Now to the simplest version of the idea, and where it falls short.

The naive proximity graph

The simplest proximity graph is the k-nearest-neighbor graph (k-NN graph). For each point in the dataset, find its $$k$$ closest neighbors and add an edge to each. Every node ends up with approximately $$k$$ neighbors, all of them genuinely close.

Building this naively costs $$O(N^2)$$ distance computations. There are smarter constructions, but for the moment we just want to study what queries look like once the graph exists.

The greedy walk to find the nearest neighbor of a query Q:

current ← some starting node
loop:
    neighbor ← whichever of current's neighbors is closest to Q
    if dist(Q, neighbor) >= dist(Q, current):
        return current
    current ← neighbor

Each step strictly reduces the distance to Q, so the walk is guaranteed to terminate. The question is whether it terminates at the right answer.

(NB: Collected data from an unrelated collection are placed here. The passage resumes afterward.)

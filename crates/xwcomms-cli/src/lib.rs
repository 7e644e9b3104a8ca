//! xwcomms CLI library
//!
//! Argument parsing, layered configuration and the loopback demo that
//! drive the comms engine from a terminal.

pub mod cli;
pub mod commands;
pub mod config;
pub mod demo;
pub mod error;

pub use cli::{Cli, Commands, TransportArg};
pub use commands::CommandDispatcher;
pub use config::AppConfig;
pub use error::{CliError, Result};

The demo below builds a small k-NN graph in 2D and animates a greedy walk on a query the walk handles cleanly.

When the walk works, it works in roughly $O(\log N)$ hops on well-behaved data. On sixteen points, that is a handful of hops. On a million points, on the order of twenty hops if the graph is well-built.

Local minima

A point at which no neighbor of current is closer to Q than current itself is called a local minimum of the distance-to-Q function on the graph. The walk terminates at every local minimum, by definition. The trouble is that on a k-NN graph, points other than the global nearest neighbor can also be local minima.

The demo below shows this concretely: twelve points split into two well-separated clusters of six (left cluster labelled L1 through L6, right cluster R1 through R6), and a query Q placed inside the right cluster.

The walk starts at L1, hops to L5, then to L6, and stops at L6. The walk's claim is that L6 is the nearest neighbor of Q. The orange ring on R5 says otherwise: R5 is the actual nearest neighbor, sitting in the right cluster at distance 0.20 from Q, while L6 is at distance 5.00. The walk's answer is wrong by a factor of 25.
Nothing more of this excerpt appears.